**WHAT YOU NEED TO DO**
Go to the line containing "use crate::ritual::DailyRitual;" in the records below and print it and every following line exactly, on through the line containing "pub fn load_progress(&self, user_id: &str)", then stop.

***** TASK DATA

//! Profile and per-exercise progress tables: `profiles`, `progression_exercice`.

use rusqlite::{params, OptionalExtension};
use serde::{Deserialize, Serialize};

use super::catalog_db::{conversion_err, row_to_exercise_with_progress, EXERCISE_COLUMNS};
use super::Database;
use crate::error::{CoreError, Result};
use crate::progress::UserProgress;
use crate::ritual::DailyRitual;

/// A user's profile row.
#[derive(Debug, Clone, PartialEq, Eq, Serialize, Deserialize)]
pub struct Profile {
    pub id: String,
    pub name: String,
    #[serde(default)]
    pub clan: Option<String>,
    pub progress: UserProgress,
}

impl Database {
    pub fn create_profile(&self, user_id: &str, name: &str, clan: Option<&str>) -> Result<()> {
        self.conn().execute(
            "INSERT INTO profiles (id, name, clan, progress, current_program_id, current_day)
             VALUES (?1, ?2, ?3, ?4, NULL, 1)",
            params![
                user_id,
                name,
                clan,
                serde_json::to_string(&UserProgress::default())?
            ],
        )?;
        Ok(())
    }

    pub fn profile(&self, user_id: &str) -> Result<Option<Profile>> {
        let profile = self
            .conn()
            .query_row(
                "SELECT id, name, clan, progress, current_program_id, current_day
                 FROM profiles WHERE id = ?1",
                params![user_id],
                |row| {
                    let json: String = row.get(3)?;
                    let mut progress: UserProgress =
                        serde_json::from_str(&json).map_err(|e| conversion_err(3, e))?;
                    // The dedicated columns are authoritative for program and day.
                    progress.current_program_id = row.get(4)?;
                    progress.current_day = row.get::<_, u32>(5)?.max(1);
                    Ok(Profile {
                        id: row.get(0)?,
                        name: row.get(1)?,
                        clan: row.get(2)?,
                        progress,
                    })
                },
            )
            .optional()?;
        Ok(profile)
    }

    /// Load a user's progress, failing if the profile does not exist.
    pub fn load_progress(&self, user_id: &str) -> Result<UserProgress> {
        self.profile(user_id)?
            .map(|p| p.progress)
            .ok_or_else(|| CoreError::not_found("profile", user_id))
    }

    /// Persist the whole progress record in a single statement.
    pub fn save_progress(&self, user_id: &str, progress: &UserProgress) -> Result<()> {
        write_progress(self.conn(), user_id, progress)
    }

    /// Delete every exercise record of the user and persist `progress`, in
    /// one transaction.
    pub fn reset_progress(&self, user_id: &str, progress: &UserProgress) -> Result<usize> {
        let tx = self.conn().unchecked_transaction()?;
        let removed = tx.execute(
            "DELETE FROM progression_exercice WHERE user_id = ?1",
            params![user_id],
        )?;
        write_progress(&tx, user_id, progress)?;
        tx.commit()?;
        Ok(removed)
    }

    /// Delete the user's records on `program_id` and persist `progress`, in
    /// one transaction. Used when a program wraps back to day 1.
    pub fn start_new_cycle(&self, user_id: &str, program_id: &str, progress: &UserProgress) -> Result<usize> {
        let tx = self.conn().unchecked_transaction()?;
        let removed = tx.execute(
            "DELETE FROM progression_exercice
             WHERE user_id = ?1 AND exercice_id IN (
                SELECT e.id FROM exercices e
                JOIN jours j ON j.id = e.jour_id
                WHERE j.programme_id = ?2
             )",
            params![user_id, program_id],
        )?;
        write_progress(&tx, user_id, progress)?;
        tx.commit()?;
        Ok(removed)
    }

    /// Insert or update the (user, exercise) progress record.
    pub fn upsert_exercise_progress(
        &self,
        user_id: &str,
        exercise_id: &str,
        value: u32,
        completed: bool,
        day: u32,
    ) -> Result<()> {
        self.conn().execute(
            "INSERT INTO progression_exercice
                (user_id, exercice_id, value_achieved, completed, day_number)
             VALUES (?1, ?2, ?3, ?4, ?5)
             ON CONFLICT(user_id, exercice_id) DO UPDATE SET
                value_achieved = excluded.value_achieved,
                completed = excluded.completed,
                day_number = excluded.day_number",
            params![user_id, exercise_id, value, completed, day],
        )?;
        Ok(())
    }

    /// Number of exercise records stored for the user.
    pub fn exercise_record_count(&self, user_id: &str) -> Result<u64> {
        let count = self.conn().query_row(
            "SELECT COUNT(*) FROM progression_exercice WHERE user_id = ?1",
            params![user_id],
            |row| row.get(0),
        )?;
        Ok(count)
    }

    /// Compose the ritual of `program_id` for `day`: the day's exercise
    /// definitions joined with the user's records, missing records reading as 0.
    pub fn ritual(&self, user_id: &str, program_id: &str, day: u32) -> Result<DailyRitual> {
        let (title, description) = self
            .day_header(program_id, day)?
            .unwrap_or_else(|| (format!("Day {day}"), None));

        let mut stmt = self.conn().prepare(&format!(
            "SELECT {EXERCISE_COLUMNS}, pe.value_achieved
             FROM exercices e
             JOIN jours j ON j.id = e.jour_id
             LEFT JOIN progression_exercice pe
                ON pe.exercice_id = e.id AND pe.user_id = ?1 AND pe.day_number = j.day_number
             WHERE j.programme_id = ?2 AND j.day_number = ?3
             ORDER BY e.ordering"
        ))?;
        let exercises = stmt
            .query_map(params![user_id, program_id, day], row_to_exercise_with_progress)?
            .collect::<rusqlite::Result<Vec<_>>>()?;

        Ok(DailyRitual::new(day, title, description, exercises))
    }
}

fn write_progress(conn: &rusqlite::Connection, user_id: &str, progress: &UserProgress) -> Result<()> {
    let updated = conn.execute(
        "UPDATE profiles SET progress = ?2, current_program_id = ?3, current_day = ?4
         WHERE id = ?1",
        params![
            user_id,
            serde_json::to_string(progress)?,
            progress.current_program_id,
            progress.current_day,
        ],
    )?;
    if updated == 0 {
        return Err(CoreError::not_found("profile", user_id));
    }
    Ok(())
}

**********
***** TASK DATA

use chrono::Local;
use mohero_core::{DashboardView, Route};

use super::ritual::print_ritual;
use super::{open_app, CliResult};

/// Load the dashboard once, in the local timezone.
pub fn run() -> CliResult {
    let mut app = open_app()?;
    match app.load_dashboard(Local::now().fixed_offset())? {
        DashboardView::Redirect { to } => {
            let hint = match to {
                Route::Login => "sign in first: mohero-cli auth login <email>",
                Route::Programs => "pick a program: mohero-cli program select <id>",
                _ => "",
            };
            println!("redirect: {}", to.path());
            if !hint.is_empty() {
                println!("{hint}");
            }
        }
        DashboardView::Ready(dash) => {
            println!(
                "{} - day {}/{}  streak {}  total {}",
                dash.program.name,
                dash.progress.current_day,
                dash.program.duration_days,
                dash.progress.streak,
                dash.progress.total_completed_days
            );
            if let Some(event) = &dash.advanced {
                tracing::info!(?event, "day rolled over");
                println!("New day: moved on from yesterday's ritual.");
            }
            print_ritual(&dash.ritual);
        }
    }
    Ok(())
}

**********

**SOLUTION TO THIS EXERCISE**
use crate::ritual::DailyRitual;

/// A user's profile row.
#[derive(Debug, Clone, PartialEq, Eq, Serialize, Deserialize)]
pub struct Profile {
    pub id: String,
    pub name: String,
    #[serde(default)]
    pub clan: Option<String>,
    pub progress: UserProgress,
}

impl Database {
    pub fn create_profile(&self, user_id: &str, name: &str, clan: Option<&str>) -> Result<()> {
        self.conn().execute(
            "INSERT INTO profiles (id, name, clan, progress, current_program_id, current_day)
             VALUES (?1, ?2, ?3, ?4, NULL, 1)",
            params![
                user_id,
                name,
                clan,
                serde_json::to_string(&UserProgress::default())?
            ],
        )?;
        Ok(())
    }

    pub fn profile(&self, user_id: &str) -> Result<Option<Profile>> {
        let profile = self
            .conn()
            .query_row(
                "SELECT id, name, clan, progress, current_program_id, current_day
                 FROM profiles WHERE id = ?1",
                params![user_id],
                |row| {
                    let json: String = row.get(3)?;
                    let mut progress: UserProgress =
                        serde_json::from_str(&json).map_err(|e| conversion_err(3, e))?;
                    // The dedicated columns are authoritative for program and day.
                    progress.current_program_id = row.get(4)?;
                    progress.current_day = row.get::<_, u32>(5)?.max(1);
                    Ok(Profile {
                        id: row.get(0)?,
                        name: row.get(1)?,
                        clan: row.get(2)?,
                        progress,
                    })
                },
            )
            .optional()?;
        Ok(profile)
    }

    /// Load a user's progress, failing if the profile does not exist.
    pub fn load_progress(&self, user_id: &str) -> Result<UserProgress> {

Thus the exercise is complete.